** Opening EXERCISE INPUTS block **

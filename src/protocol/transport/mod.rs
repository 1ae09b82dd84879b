pub mod serial;
pub mod udp;

pub use serial::{BaudRate, SerialTransport};
pub use udp::UdpTransport;

use anyhow::{anyhow, Result};
use std::{fmt, net::Ipv4Addr};

use crate::utils::validate::{parse_ipv4, parse_port};

/// Which channel carries the test payload.
#[derive(Debug, Clone, Copy, PartialEq, Eq, Hash)]
pub enum TransportKind {
    Udp,
    Serial,
}

impl TransportKind {
    /// The other transport.
    pub fn other(self) -> Self {
        match self {
            TransportKind::Udp => TransportKind::Serial,
            TransportKind::Serial => TransportKind::Udp,
        }
    }
}

impl fmt::Display for TransportKind {
    fn fmt(&self, f: &mut fmt::Formatter<'_>) -> fmt::Result {
        match self {
            TransportKind::Udp => write!(f, "UDP"),
            TransportKind::Serial => write!(f, "serial port"),
        }
    }
}

/// An open channel that accepts payload bytes.
pub trait Transport: Send {
    fn kind(&self) -> TransportKind;

    /// Human-readable remote end, e.g. `192.168.1.10:5000` or `/dev/ttyUSB0 @ 9600`.
    fn peer(&self) -> String;

    /// Write `data` in one go. Returns the number of bytes written.
    fn send(&mut self, data: &[u8]) -> Result<usize>;
}

/// Parameters needed to open a transport.
#[derive(Debug, Clone, PartialEq, Eq)]
pub enum Endpoint {
    Udp { ip: Ipv4Addr, port: u16 },
    Serial { port_name: String, baud: BaudRate },
}

impl Endpoint {
    /// Build a UDP endpoint from the raw address and port fields.
    pub fn udp_from_input(ip: &str, port: &str) -> Result<Self> {
        let ip = parse_ipv4(ip.trim()).ok_or_else(|| anyhow!("Invalid IPv4 address '{ip}'"))?;
        let port = parse_port(port).ok_or_else(|| anyhow!("Invalid UDP port '{port}'"))?;
        Ok(Endpoint::Udp { ip, port })
    }

    /// Build a serial endpoint from the raw port name and baud fields.
    pub fn serial_from_input(port_name: &str, baud: &str) -> Self {
        Endpoint::Serial {
            port_name: port_name.trim().to_string(),
            baud: BaudRate::from_input(baud),
        }
    }

    pub fn kind(&self) -> TransportKind {
        match self {
            Endpoint::Udp { .. } => TransportKind::Udp,
            Endpoint::Serial { .. } => TransportKind::Serial,
        }
    }

    pub fn open(&self) -> Result<Box<dyn Transport>> {
        match self {
            Endpoint::Udp { ip, port } => Ok(Box::new(UdpTransport::connect(*ip, *port)?)),
            Endpoint::Serial { port_name, baud } => {
                Ok(Box::new(SerialTransport::open(port_name, *baud)?))
            }
        }
    }
}

impl fmt::Display for Endpoint {
    fn fmt(&self, f: &mut fmt::Formatter<'_>) -> fmt::Result {
        match self {
            Endpoint::Udp { ip, port } => write!(f, "{ip}:{port}"),
            Endpoint::Serial { port_name, baud } => write!(f, "{port_name} @ {baud}"),
        }
    }
}

#[cfg(test)]
mod tests {
    use super::*;

    #[test]
    fn test_udp_endpoint_from_input() {
        let ep = Endpoint::udp_from_input("192.168.1.10", "5000").unwrap();
        assert_eq!(
            ep,
            Endpoint::Udp {
                ip: Ipv4Addr::new(192, 168, 1, 10),
                port: 5000
            }
        );
        assert_eq!(ep.kind(), TransportKind::Udp);
        assert_eq!(ep.to_string(), "192.168.1.10:5000");
    }

    #[test]
    fn test_udp_endpoint_rejects_bad_fields() {
        assert!(Endpoint::udp_from_input("192.168.1.256", "5000").is_err());
        assert!(Endpoint::udp_from_input("192.168.1", "5000").is_err());
        assert!(Endpoint::udp_from_input("10.0.0.1", "0").is_err());
        assert!(Endpoint::udp_from_input("10.0.0.1", "65536").is_err());
        assert!(Endpoint::udp_from_input("10.0.0.1", "").is_err());
    }

    #[test]
    fn test_serial_endpoint_baud_fallback() {
        let ep = Endpoint::serial_from_input("/dev/ttyUSB0", "14400");
        assert_eq!(
            ep,
            Endpoint::Serial {
                port_name: "/dev/ttyUSB0".to_string(),
                baud: BaudRate::B9600
            }
        );
        assert_eq!(ep.to_string(), "/dev/ttyUSB0 @ 9600");
    }

    #[test]
    fn test_kind_other() {
        assert_eq!(TransportKind::Udp.other(), TransportKind::Serial);
        assert_eq!(TransportKind::Serial.other(), TransportKind::Udp);
    }
}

** Closing EXERCISE INPUTS block **

### [EXERCISE AIM]
A word-for-word copy of the data is what should be returned.

### [SOLUTION]
filename src/protocol/transport/mod.rs
repository 1ae09b82dd84879b
pub mod serial;
pub mod udp;

pub use serial::{BaudRate, SerialTransport};
pub use udp::UdpTransport;

use anyhow::{anyhow, Result};
use std::{fmt, net::Ipv4Addr};

use crate::utils::validate::{parse_ipv4, parse_port};

/// Which channel carries the test payload.
#[derive(Debug, Clone, Copy, PartialEq, Eq, Hash)]
pub enum TransportKind {
    Udp,
    Serial,
}

impl TransportKind {
    /// The other transport.
    pub fn other(self) -> Self {
        match self {
            TransportKind::Udp => TransportKind::Serial,
            TransportKind::Serial => TransportKind::Udp,
        }
    }
}

impl fmt::Display for TransportKind {
    fn fmt(&self, f: &mut fmt::Formatter<'_>) -> fmt::Result {
        match self {
            TransportKind::Udp => write!(f, "UDP"),
            TransportKind::Serial => write!(f, "serial port"),
        }
    }
}

/// An open channel that accepts payload bytes.
pub trait Transport: Send {
    fn kind(&self) -> TransportKind;

    /// Human-readable remote end, e.g. `192.168.1.10:5000` or `/dev/ttyUSB0 @ 9600`.
    fn peer(&self) -> String;

    /// Write `data` in one go. Returns the number of bytes written.
    fn send(&mut self, data: &[u8]) -> Result<usize>;
}

/// Parameters needed to open a transport.
#[derive(Debug, Clone, PartialEq, Eq)]
pub enum Endpoint {
    Udp { ip: Ipv4Addr, port: u16 },
    Serial { port_name: String, baud: BaudRate },
}

impl Endpoint {
    /// Build a UDP endpoint from the raw address and port fields.
    pub fn udp_from_input(ip: &str, port: &str) -> Result<Self> {
        let ip = parse_ipv4(ip.trim()).ok_or_else(|| anyhow!("Invalid IPv4 address '{ip}'"))?;
        let port = parse_port(port).ok_or_else(|| anyhow!("Invalid UDP port '{port}'"))?;
        Ok(Endpoint::Udp { ip, port })
    }

    /// Build a serial endpoint from the raw port name and baud fields.
    pub fn serial_from_input(port_name: &str, baud: &str) -> Self {
        Endpoint::Serial {
            port_name: port_name.trim().to_string(),
            baud: BaudRate::from_input(baud),
        }
    }

    pub fn kind(&self) -> TransportKind {
        match self {
            Endpoint::Udp { .. } => TransportKind::Udp,
            Endpoint::Serial { .. } => TransportKind::Serial,
        }
    }

    pub fn open(&self) -> Result<Box<dyn Transport>> {
        match self {
            Endpoint::Udp { ip, port } => Ok(Box::new(UdpTransport::connect(*ip, *port)?)),
            Endpoint::Serial { port_name, baud } => {
                Ok(Box::new(SerialTransport::open(port_name, *baud)?))
            }
        }
    }
}

impl fmt::Display for Endpoint {
    fn fmt(&self, f: &mut fmt::Formatter<'_>) -> fmt::Result {
        match self {
            Endpoint::Udp { ip, port } => write!(f, "{ip}:{port}"),
            Endpoint::Serial { port_name, baud } => write!(f, "{port_name} @ {baud}"),
        }
    }
}

#[cfg(test)]
mod tests {
    use super::*;

    #[test]
    fn test_udp_endpoint_from_input() {
        let ep = Endpoint::udp_from_input("192.168.1.10", "5000").unwrap();
        assert_eq!(
            ep,
            Endpoint::Udp {
                ip: Ipv4Addr::new(192, 168, 1, 10),
                port: 5000
            }
        );
        assert_eq!(ep.kind(), TransportKind::Udp);
        assert_eq!(ep.to_string(), "192.168.1.10:5000");
    }

    #[test]
    fn test_udp_endpoint_rejects_bad_fields() {
        assert!(Endpoint::udp_from_input("192.168.1.256", "5000").is_err());
        assert!(Endpoint::udp_from_input("192.168.1", "5000").is_err());
        assert!(Endpoint::udp_from_input("10.0.0.1", "0").is_err());
        assert!(Endpoint::udp_from_input("10.0.0.1", "65536").is_err());
        assert!(Endpoint::udp_from_input("10.0.0.1", "").is_err());
    }

    #[test]
    fn test_serial_endpoint_baud_fallback() {
        let ep = Endpoint::serial_from_input("/dev/ttyUSB0", "14400");
        assert_eq!(
            ep,
            Endpoint::Serial {
                port_name: "/dev/ttyUSB0".to_string(),
                baud: BaudRate::B9600
            }
        );
        assert_eq!(ep.to_string(), "/dev/ttyUSB0 @ 9600");
    }

    #[test]
    fn test_kind_other() {
        assert_eq!(TransportKind::Udp.other(), TransportKind::Serial);
        assert_eq!(TransportKind::Serial.other(), TransportKind::Udp);
    }
}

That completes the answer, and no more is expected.